Single by The Chambers Brothers

from the album New Generation
- A-side: "Funky"
- B-side: "Love Peace and Happiness"
- Released: November 11, 1970
- Length: 2:48
- Label: Columbia 4-45277
- Composer: Lester Chambers
- Producer: The Chambers Brothers

US singles chronology
| "Let's Do It (Do It Together)" (1970) | "Funky" (1970) | "New Generation" (1971) |

= Funky (The Chambers Brothers song) =

"Funky" was a 1970 single for the Chambers Brothers. It was a hit for the group the following year where it registered on multiple charts.

==Background==
"Funky" is a dancing song, and the scene is set at home. Mama is in the kitchen doing some cooking. With all the dancing songs that were around at the time, the composer Lester Chambers wanted to make a happy song about what went on in the home.

"Funky" was produced by the Chambers Brothers. Backed with "Love Peace and Happiness", it was released on Columbia 45277. The publisher was Chambro BMI. A Record World advertisement in mid-January 1971, alerted readers that the song from the group's forthcoming New Generation album, was now out.

A sample of "Funky" is used for "I Left My Wallet in El Segundo" by A Tribe Called Quest.

==Reception==
As per the 12 December 1970 issue of Billboard, "Funky" was a Spotlight single, one that was predicted to reach the Soul Singles chart.

In Ed Och's Soul Sauce column in Billboard for the week of 16 January 1971, he advised the readers to check out "Funky" by The Chambers Bros. and that it was a soul hit for them.

==Airplay==
For the week of 20 February, "Funky" was added to the playlist of WKWK in Wheeling, W. V. The album version of the song was on the playlist of KADI-FM in St. Louis for the week of 27 February.

==Charts==
For the week of 19 December 1970, "Funky" made its debut at no. 125 in the Billboard Bubbling Under the Hot 100 chart. For the week of 30 January 1971, "Funky" debuted at no. 42 in the Billboard Best Selling Soul Singles chart. It was also a Star Performer. It held that position for another week. Funky got to no. 106 on the Billboard Bubbling Under the Hot 100 chart for the week of 20 February 1971.

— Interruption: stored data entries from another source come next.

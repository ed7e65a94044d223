use anyhow::{Context, Result};
use atomic_write_file::AtomicWriteFile;
use serde::{Deserialize, Serialize};
use std::fs::File;
use std::path::Path;

use crate::engine::SimulationRecord;

const RECORD_VERSION: u32 = 1;

#[derive(Serialize)]
struct RecordEnvelopeRef<'a> {
    version: u32,
    record: &'a SimulationRecord,
}

#[derive(Deserialize)]
struct RecordEnvelope {
    version: u32,
    record: SimulationRecord,
}

/// Save a simulation record to a JSON file atomically
///
/// The file is never left half-written. Creates the parent directory if
/// it doesn't exist.
pub fn save_record(path: &Path, record: &SimulationRecord) -> Result<()> {
    crate::config::ensure_parent_dir(path)?;

    let mut file = AtomicWriteFile::open(path)
        .with_context(|| format!("Failed to open atomic write file at {}", path.display()))?;

    let envelope = RecordEnvelopeRef {
        version: RECORD_VERSION,
        record,
    };
    serde_json::to_writer_pretty(&mut file, &envelope)
        .context("Failed to serialize simulation record")?;

    file.commit()
        .with_context(|| format!("Failed to save simulation record at {}", path.display()))?;

    Ok(())
}

/// Load a simulation record saved by [`save_record`]
///
/// Rejects unknown versions and records whose ranking is inconsistent.
pub fn load_record(path: &Path) -> Result<SimulationRecord> {
    let file = File::open(path)
        .with_context(|| format!("Failed to open record file at {}", path.display()))?;

    let envelope: RecordEnvelope = serde_json::from_reader(file)
        .with_context(|| format!("Failed to load simulation record from {}", path.display()))?;

    if envelope.version != RECORD_VERSION {
        anyhow::bail!("Unsupported record version: {}", envelope.version);
    }

    if let Err(reason) = envelope.record.check_ranking() {
        anyhow::bail!("Corrupt record in {}: {}", path.display(), reason);
    }

    Ok(envelope.record)
}

#[cfg(test)]
mod tests {
    use super::*;
    use crate::engine::{evaluate_race, Circuit, VehicleEntry};
    use std::env;
    use std::fs;

    fn sample_record() -> SimulationRecord {
        let circuit = Circuit::new(5.793, 11).unwrap().with_name("Monza");
        let vehicles = vec![
            VehicleEntry::new("A", 35.0, 28.0, 30.0).unwrap().with_skill(95.0).unwrap(),
            VehicleEntry::new("B", 30.0, 32.0, 32.0).unwrap().with_driver("bob"),
            VehicleEntry::new("X", 0.0, 400.0, 0.0).unwrap(),
        ];
        evaluate_race(&circuit, &vehicles).unwrap()
    }

    #[test]
    fn test_save_and_load() {
        let path = env::temp_dir().join("race_sim_test_record.json");
        let _ = fs::remove_file(&path);

        let record = sample_record();
        save_record(&path, &record).unwrap();
        let loaded = load_record(&path).unwrap();

        assert_eq!(loaded, record);
        assert_eq!(loaded.circuit().name(), Some("Monza"));
        assert_eq!(loaded.skipped().len(), 1);
        assert_eq!(loaded.result_for("B").unwrap().driver.as_deref(), Some("bob"));

        let _ = fs::remove_file(&path);
    }

    #[test]
    fn test_rejects_unknown_version() {
        let path = env::temp_dir().join("race_sim_test_record_version.json");
        let record = sample_record();
        let json = serde_json::json!({ "version": 99, "record": record });
        fs::write(&path, json.to_string()).unwrap();

        let err = load_record(&path).unwrap_err();
        assert!(err.to_string().contains("Unsupported record version"));

        let _ = fs::remove_file(&path);
    }

    #[test]
    fn test_rejects_tampered_positions() {
        let path = env::temp_dir().join("race_sim_test_record_tampered.json");
        let record = sample_record();
        let mut json = serde_json::json!({ "version": 1, "record": record });
        json["record"]["results"][1]["position"] = serde_json::json!(5);
        fs::write(&path, json.to_string()).unwrap();

        let err = load_record(&path).unwrap_err();
        assert!(err.to_string().contains("Corrupt record"));

        let _ = fs::remove_file(&path);
    }

    #[test]
    fn test_rejects_invalid_circuit() {
        let path = env::temp_dir().join("race_sim_test_record_circuit.json");
        let record = sample_record();
        let mut json = serde_json::json!({ "version": 1, "record": record });
        json["record"]["circuit"]["distance_km"] = serde_json::json!(0.0);
        fs::write(&path, json.to_string()).unwrap();

        assert!(load_record(&path).is_err());

        let _ = fs::remove_file(&path);
    }

    #[test]
    fn test_missing_file() {
        let path = env::temp_dir().join("race_sim_test_record_missing.json");
        let _ = fs::remove_file(&path);
        let err = load_record(&path).unwrap_err();
        assert!(err.to_string().contains("Failed to open record file"));
    }
}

For the week of 16 January 1971, "Funky" debuted at no. 55 in the Cash Box Top 60 in R&B Locations chart. For the week of 6 February, "Funky" was at no. 11 in the Cash Box Looking Ahead chart. It peaked at no. 30 on the Cash Box Top 60 In R&B Locations chart for the week of 13 February. "Funky" got to no. 2 on the Cash Box Looking Ahead chart for the week of 20 February, and the following week, it debuted at no. 96 in the Cash Box Top 100 chart. The following week (6 March), it had fallen back to no 11 in the Cash Box Looking Ahead chart.

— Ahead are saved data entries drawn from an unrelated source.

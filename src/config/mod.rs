mod init;
mod schema;

pub use init::{write_sample_race_file, SAMPLE_RACE_FILE};
pub use schema::RaceFile;

use anyhow::{Context, Result};
use std::fs;
use std::path::PathBuf;

/// Get the config directory path (~/.config/race-sim/)
pub fn get_config_dir() -> Result<PathBuf> {
    let home = dirs::home_dir().context("Could not determine home directory")?;
    Ok(home.join(".config").join("race-sim"))
}

/// Get the default race file path (~/.config/race-sim/race.yaml)
pub fn get_race_file_path() -> Result<PathBuf> {
    Ok(get_config_dir()?.join("race.yaml"))
}

/// Ensure the directory that will hold `path` exists
pub fn ensure_parent_dir(path: &std::path::Path) -> Result<()> {
    if let Some(dir) = path.parent() {
        if !dir.as_os_str().is_empty() && !dir.exists() {
            fs::create_dir_all(dir)
                .with_context(|| format!("Failed to create directory at {}", dir.display()))?;
        }
    }
    Ok(())
}

/// Load a race definition from a YAML file
///
/// # Arguments
///
/// * `path` - Optional path to the race file. If None, uses the default path (~/.config/race-sim/race.yaml)
///
/// # Errors
///
/// Returns an error if:
/// - The race file does not exist
/// - The race file cannot be read
/// - The YAML cannot be parsed
pub fn load_race_file(path: Option<PathBuf>) -> Result<RaceFile> {
    let race_path = match path {
        Some(p) => p,
        None => get_race_file_path()?,
    };

    if !race_path.exists() {
        anyhow::bail!(
            "Race file not found at {}. Run `race-sim init` to create one",
            race_path.display()
        );
    }

    let content = fs::read_to_string(&race_path)
        .with_context(|| format!("Failed to read race file at {}", race_path.display()))?;

    let race: RaceFile = serde_saphyr::from_str(&content)
        .with_context(|| format!("Failed to parse race file: invalid YAML in {}", race_path.display()))?;

    Ok(race)
}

The single debuted at no. 58 in the Record World R&B Singles Chart for the week of 16 January 1971. "Funky" debuted at no 149 in the Record World 101 - 150 Singles chart for the week of 30 January. It peaked at no. 32 on the Record World R&B Singles Chart for the week of 20 February. For the week of 27 February, "Funky" was at no. 113 on the Record World 101 - 150 Singles chart.